TULSA, Okla. (AP) -- Members of the Tulsa Metropolitan Utility Authority wanting an update on the declining state of Lake Eucha heard the waterway is growing older at a faster rate than originally thought.

Thursday, December 16th 1999, 12:00 am

By: News On 6


TULSA, Okla. (AP) -- Members of the Tulsa Metropolitan Utility Authority wanting an update on the declining state of Lake Eucha heard the waterway is growing older at a faster rate than originally thought. The Oklahoma Water Resources Board on Wednesday presented the findings, which said an overload of nutrients, specifically phosphorus, is causing an excessive acceleration of algae growth in the lake which feeds into one of Tulsa's main drinking water sources.

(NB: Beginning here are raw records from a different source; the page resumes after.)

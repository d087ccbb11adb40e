use std::path::PathBuf;

use anyhow::{Context, Result};
use chrono::{Local, NaiveDate};
use clap::{Args, Parser, Subcommand};
use todotxt::search::normalize;
use todotxt::store::LogNotifier;
use todotxt::{FileRepository, SettingsFile, TaskIndex, TodoEngine, TodoRepository};
use tracing::{debug, info};
use tracing_subscriber::EnvFilter;

#[derive(Debug, Parser)]
#[command(
    name = "todotxt",
    about = "todo.txt tooling: recurrence, deferral, filtering and search",
    version
)]
struct Cli {
    #[command(flatten)]
    globals: Globals,
    #[command(subcommand)]
    command: Commands,
}

#[derive(Debug, Clone, Args)]
struct Globals {
    /// The todo.txt file to operate on.
    #[arg(long, global = true, default_value = "todo.txt")]
    file: PathBuf,
    /// View settings document (sort order and filters).
    #[arg(long, global = true)]
    settings: Option<PathBuf>,
    /// Pretend today is this date (YYYY-MM-DD).
    #[arg(long, global = true)]
    today: Option<NaiveDate>,
    /// Enable verbose logging for debugging.
    #[arg(long, global = true)]
    verbose: bool,
}

#[derive(Debug, Subcommand)]
enum Commands {
    /// Print the filtered, sorted task list.
    List(ListArgs),

    /// Fuzzy-search all tasks, showing how each keystroke was answered.
    Search(SearchArgs),

    /// Run the day-rollover check (recurrences and deferred tasks).
    Check(CheckArgs),

    /// Append a task.
    Add(AddArgs),

    /// Toggle completion of a task by its number.
    Done(TaskArgs),

    /// Toggle the pin of a task by its number.
    Pin(TaskArgs),

    /// Toggle a priority, context, project or custom filter.
    Filter(FilterArgs),

    /// Move completed tasks into a done file.
    Archive(ArchiveArgs),

    /// Rewrite the file in canonical form.
    Format(FormatArgs),
}

#[derive(Debug, Args)]
struct ListArgs {
    /// Emit JSON instead of numbered lines.
    #[arg(long)]
    json: bool,
}

#[derive(Debug, Args)]
struct SearchArgs {
    query: String,
}

#[derive(Debug, Args)]
struct CheckArgs {
    /// Persist tasks changed by the check.
    #[arg(long)]
    write: bool,
}

#[derive(Debug, Args)]
struct AddArgs {
    #[arg(required = true)]
    text: Vec<String>,
}

#[derive(Debug, Args)]
struct TaskArgs {
    /// Task number as printed by `list` (1-based position in the file).
    number: usize,
}

#[derive(Debug, Args)]
struct FilterArgs {
    /// `(A)`, `@context`, `+project` or a free-text term.
    keyword: Option<String>,
    /// Flip the inversion flag.
    #[arg(long)]
    invert: bool,
}

#[derive(Debug, Args)]
struct ArchiveArgs {
    /// Done file receiving the archived lines.
    #[arg(long)]
    done: PathBuf,
}

#[derive(Debug, Args)]
struct FormatArgs {
    /// Overwrite the file instead of printing to stdout.
    #[arg(long)]
    in_place: bool,
}

fn main() -> Result<()> {
    let cli = Cli::parse();
    init_tracing(cli.globals.verbose);
    let globals = cli.globals;
    match cli.command {
        Commands::List(args) => handle_list(&globals, args),
        Commands::Search(args) => handle_search(&globals, args),
        Commands::Check(args) => handle_check(&globals, args),
        Commands::Add(args) => handle_add(&globals, args),
        Commands::Done(args) => handle_done(&globals, args),
        Commands::Pin(args) => handle_pin(&globals, args),
        Commands::Filter(args) => handle_filter(&globals, args),
        Commands::Archive(args) => handle_archive(&globals, args),
        Commands::Format(args) => handle_format(&globals, args),
    }
}

fn init_tracing(verbose: bool) {
    let default = if verbose { "todotxt=debug" } else { "todotxt=info" };
    tracing_subscriber::fmt()
        .with_env_filter(
            EnvFilter::try_from_default_env().unwrap_or_else(|_| EnvFilter::new(default)),
        )
        .with_writer(std::io::stderr)
        .init();
}

/* ------------------------------- Session ------------------------------- */

struct Session {
    repo: FileRepository,
    settings_file: Option<SettingsFile>,
    engine: TodoEngine,
    today: NaiveDate,
}

impl Session {
    fn open(globals: &Globals) -> Result<Self> {
        let today = globals
            .today
            .unwrap_or_else(|| Local::now().date_naive());
        let settings_file = globals.settings.clone().map(SettingsFile::new);
        let settings = settings_file
            .as_ref()
            .map(SettingsFile::load)
            .unwrap_or_default();

        let repo = FileRepository::new(&globals.file);
        let lines = repo
            .read_lines()
            .with_context(|| format!("reading {:?}", globals.file))?;

        let mut engine = TodoEngine::new(settings, today);
        engine.load_all(lines, today, &LogNotifier);
        debug!(tasks = engine.store().len(), %today, "session opened");
        Ok(Self {
            repo,
            settings_file,
            engine,
            today,
        })
    }

    fn task(&self, number: usize) -> Result<TaskIndex> {
        let len = self.engine.store().len();
        if number == 0 || number > len {
            anyhow::bail!("no task number {number} (the list has {len} tasks)");
        }
        Ok(TaskIndex(number - 1))
    }

    fn write_tasks(&self) -> Result<()> {
        self.repo
            .write_lines(&self.engine.to_lines())
            .with_context(|| format!("writing {:?}", self.repo.todo_path()))
    }

    fn save_settings(&self) -> Result<()> {
        let Some(file) = &self.settings_file else {
            anyhow::bail!("--settings is required to persist filters");
        };
        file.save(self.engine.settings())
            .with_context(|| format!("saving settings to {:?}", file.path()))
    }
}

fn render_viewport(engine: &TodoEngine) -> Vec<String> {
    engine
        .viewport()
        .iter()
        .filter_map(|&idx| engine.store().get(idx).map(|task| (idx, task)))
        .map(|(idx, task)| format!("{:>3} {}", idx.0 + 1, task.raw_text))
        .collect()
}

/* ------------------------------- Handlers ------------------------------- */

fn handle_list(globals: &Globals, args: ListArgs) -> Result<()> {
    let session = Session::open(globals)?;
    let engine = &session.engine;

    if args.json {
        #[derive(serde::Serialize)]
        struct JsonTask<'a> {
            number: usize,
            task: &'a todotxt::Task,
        }

        let payload: Vec<JsonTask<'_>> = engine
            .viewport()
            .iter()
            .filter_map(|&idx| {
                engine.store().get(idx).map(|task| JsonTask {
                    number: idx.0 + 1,
                    task,
                })
            })
            .collect();
        println!("{}", serde_json::to_string_pretty(&payload)?);
    } else {
        for line in render_viewport(engine) {
            println!("{line}");
        }
    }

    let stats = engine.stats();
    eprintln!(
        "{} shown, {} open, {} total",
        engine.viewport().len(),
        stats.open_count(),
        stats.total
    );
    Ok(())
}

fn handle_search(globals: &Globals, args: SearchArgs) -> Result<()> {
    let mut session = Session::open(globals)?;
    let query = normalize(&args.query);
    if query.is_empty() {
        anyhow::bail!("search query is empty");
    }

    let mut last = None;
    for (end, ch) in query.char_indices() {
        let prefix = &query[..end + ch.len_utf8()];
        let outcome = session.engine.search(prefix);
        eprintln!(
            "{prefix:?}: {} results ({:?})",
            outcome.results.len(),
            outcome.source
        );
        last = Some(outcome.results.clone());
    }

    let store = session.engine.store();
    for idx in last.unwrap_or_default() {
        if let Some(task) = store.get(idx) {
            println!("{:>3} {}", idx.0 + 1, task.raw_text);
        }
    }
    session.engine.close_search();
    Ok(())
}

fn handle_check(globals: &Globals, args: CheckArgs) -> Result<()> {
    let session = Session::open(globals)?;
    let original = session
        .repo
        .read_lines()
        .with_context(|| format!("reading {:?}", globals.file))?;
    let changed = original != session.engine.to_lines();

    if !changed {
        println!("Nothing changed for {}", session.today);
        return Ok(());
    }
    if args.write {
        session.write_tasks()?;
        println!("Updated {:?}", session.repo.todo_path());
    } else {
        for line in session.engine.to_lines() {
            println!("{line}");
        }
    }
    Ok(())
}

fn handle_add(globals: &Globals, args: AddArgs) -> Result<()> {
    let mut session = Session::open(globals)?;
    let text = args.text.join(" ");
    if text.trim().is_empty() {
        anyhow::bail!("refusing to add an empty task");
    }
    let idx = session.engine.add_task(&text, session.today);
    session.write_tasks()?;
    info!(number = idx.0 + 1, "task added");
    println!("{:>3} {}", idx.0 + 1, text.trim());
    Ok(())
}

fn handle_done(globals: &Globals, args: TaskArgs) -> Result<()> {
    let mut session = Session::open(globals)?;
    let idx = session.task(args.number)?;
    session.engine.toggle_task(idx, session.today);
    session.write_tasks()?;
    print_task(&session, idx);
    Ok(())
}

fn handle_pin(globals: &Globals, args: TaskArgs) -> Result<()> {
    let mut session = Session::open(globals)?;
    let idx = session.task(args.number)?;
    session.engine.toggle_pin(idx, session.today);
    session.write_tasks()?;
    print_task(&session, idx);
    Ok(())
}

fn print_task(session: &Session, idx: TaskIndex) {
    if let Some(task) = session.engine.store().get(idx) {
        println!("{:>3} {}", idx.0 + 1, task.raw_text);
    }
}

fn handle_filter(globals: &Globals, args: FilterArgs) -> Result<()> {
    let mut session = Session::open(globals)?;
    if args.keyword.is_none() && !args.invert {
        anyhow::bail!("nothing to toggle: pass a keyword and/or --invert");
    }
    if let Some(keyword) = &args.keyword {
        let (category, active) = session.engine.toggle_filter(keyword);
        println!(
            "{keyword} ({category:?}) {}",
            if active { "on" } else { "off" }
        );
    }
    if args.invert {
        let inverted = session.engine.toggle_invert();
        println!("invert {}", if inverted { "on" } else { "off" });
    }
    session.save_settings()
}

fn handle_archive(globals: &Globals, args: ArchiveArgs) -> Result<()> {
    let mut session = Session::open(globals)?;
    let lines = session.engine.archive_completed(session.today);
    if lines.is_empty() {
        println!("No completed tasks to archive");
        return Ok(());
    }

    let done_repo = FileRepository::new(&globals.file).with_done_file(&args.done);
    done_repo
        .append_archive(&lines)
        .with_context(|| format!("appending to {:?}", args.done))?;
    session.write_tasks()?;
    println!("Archived {} tasks to {:?}", lines.len(), args.done);
    Ok(())
}

fn handle_format(globals: &Globals, args: FormatArgs) -> Result<()> {
    let session = Session::open(globals)?;
    if args.in_place {
        session.write_tasks()?;
    } else {
        for line in session.engine.to_lines() {
            println!("{line}");
        }
    }
    Ok(())
}
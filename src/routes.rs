use axum::{
    routing::{get, post},
    Router,
};
use std::sync::Arc;
use tower::ServiceBuilder;
use tower_governor::{
    governor::GovernorConfigBuilder, key_extractor::SmartIpKeyExtractor, GovernorLayer,
};
use tower_http::{cors::CorsLayer, limit::RequestBodyLimitLayer, trace::TraceLayer};

use crate::handlers::{self, AppState};

/// Request size limit: 5MB max payload
const MAX_BODY_BYTES: usize = 5 * 1024 * 1024;

/// The full application: routes plus transport middleware.
///
/// Health check bypasses rate limiting and the body limit.
pub fn build_router(state: Arc<AppState>) -> anyhow::Result<Router> {
    // Rate limiter: one token every 100ms (10 requests/second) per IP, burst of 20
    let governor_conf = Arc::new(
        GovernorConfigBuilder::default()
            .per_millisecond(100)
            .burst_size(20)
            .key_extractor(SmartIpKeyExtractor)
            .finish()
            .ok_or_else(|| anyhow::anyhow!("invalid rate limiter configuration"))?,
    );

    let protected_routes = api_routes().layer(
        ServiceBuilder::new()
            .layer(RequestBodyLimitLayer::new(MAX_BODY_BYTES))
            .layer(GovernorLayer {
                config: governor_conf,
            }),
    );

    Ok(Router::new()
        .route("/health", get(handlers::health))
        .merge(protected_routes)
        .with_state(state)
        .layer(TraceLayer::new_for_http())
        .layer(CorsLayer::permissive()))
}

/// `/api/v1` routes.
pub fn api_routes() -> Router<Arc<AppState>> {
    Router::new()
        .route("/api/v1/leads", get(handlers::list_leads))
        .route("/api/v1/leads/ingest", post(handlers::ingest_leads))
        .route("/api/v1/leads/stats", get(handlers::lead_stats))
        .route(
            "/api/v1/leads/:id",
            get(handlers::get_lead).delete(handlers::delete_lead),
        )
        .route(
            "/api/v1/reviews",
            get(handlers::list_reviews).delete(handlers::clear_reviews),
        )
}
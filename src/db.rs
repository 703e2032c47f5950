use sqlx::{postgres::PgPoolOptions, PgPool};

const SCHEMA: &str = r#"
CREATE TABLE IF NOT EXISTS leads (
    id UUID PRIMARY KEY,
    dedup_key TEXT NOT NULL,
    organization_name TEXT NOT NULL,
    completeness_score SMALLINT NOT NULL,
    data JSONB NOT NULL,
    created_at TIMESTAMPTZ NOT NULL,
    updated_at TIMESTAMPTZ NOT NULL DEFAULT now()
)
"#;

const INDEXES: [&str; 2] = [
    "CREATE INDEX IF NOT EXISTS leads_dedup_key_idx ON leads (dedup_key)",
    "CREATE INDEX IF NOT EXISTS leads_score_idx ON leads (completeness_score DESC)",
];

pub struct Database {
    pub pool: PgPool,
}

impl Database {
    pub async fn new(database_url: &str) -> anyhow::Result<Self> {
        let pool = PgPoolOptions::new()
            .max_connections(10)
            .connect(database_url)
            .await?;

        ensure_schema(&pool).await?;

        Ok(Self { pool })
    }
}

/// Creates the `leads` table and its indexes if they are missing.
pub async fn ensure_schema(pool: &PgPool) -> Result<(), sqlx::Error> {
    sqlx::query(SCHEMA).execute(pool).await?;
    for statement in INDEXES {
        sqlx::query(statement).execute(pool).await?;
    }
    tracing::info!("Lead schema ready");
    Ok(())
}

"Lake Eucha is not dead, but it's definitely not as new and pristine as it once was," said Derek Smithee, chief of water quality with the water board. "It also is aging a bit faster than we had hoped it would." Lake Eucha, located near Jay in northeastern Oklahoma, feeds Lake Spavinaw, from which Tulsa draws drinking water for about 250,000 customers. Lake Oologah provides the other half of the city's water supply.

A year of data analysis remains before the study will be complete, but the utility authority wanted an update to see if there were remedial measures that could address chronic taste and odor problems associated with the lake's water. "What I'm most interested in from a treatment standpoint is what opportunities exist right now as it relates to the lake operation," Tulsa Mayor Susan Savage, a TMUA board member, said. "How do we manage this change that is occurring while we're working on all the other strategies going on in the watershed?"

A 1997 Clean Lakes Study by the Oklahoma Conservation Commission concluded that Lake Eucha was being affected by massive algae growth caused by an overload of nutrients. The study linked the nutrient overload to poultry production in the watershed. Phosphorus does not render the water a health risk, but the taste and odor problems it does cause are costly for the city to treat. Last year, the city spent $750,000 on chemicals alone.

For decades poultry farmers have been spreading dry chicken litter, concentrated with nitrogen and phosphorus, on pasture as fertilizer. Nutrients from the waste make their way to streams through runoff and groundwater. Sixty percent of the lake's watershed is located in Arkansas, where there has been a 16 percent increase in the number of chickens since an inventory was taken in 1993.

The 1997 state Conservation Commission study triggered not only legislation regulating the disposal of poultry waste in sensitive watersheds, but a host of scientific initiatives in the Lake Eucha watershed. This current study by the Water Resources Board is only one of several in the watershed. "Since the OCC report came out, there have been efforts every step of the way to challenge the validity of the problem," Ms. Savage said. "We still have (a poultry) industry that its spokesman says, `Excuse me, there is nothing to support the fact that runoff is a problem in the watershed.' "

The Water Resources Board study will not determine the specific source of the phosphorus but will learn where the nutrient is entering the water, said Paul Koenig, environmental specialist for the board. The goals of the study are to establish a relationship between phosphorus concentrations and algae growth, develop a nutrient goal to control algae, review lake management methods and recommend along-term water quality monitoring plan for the lakes.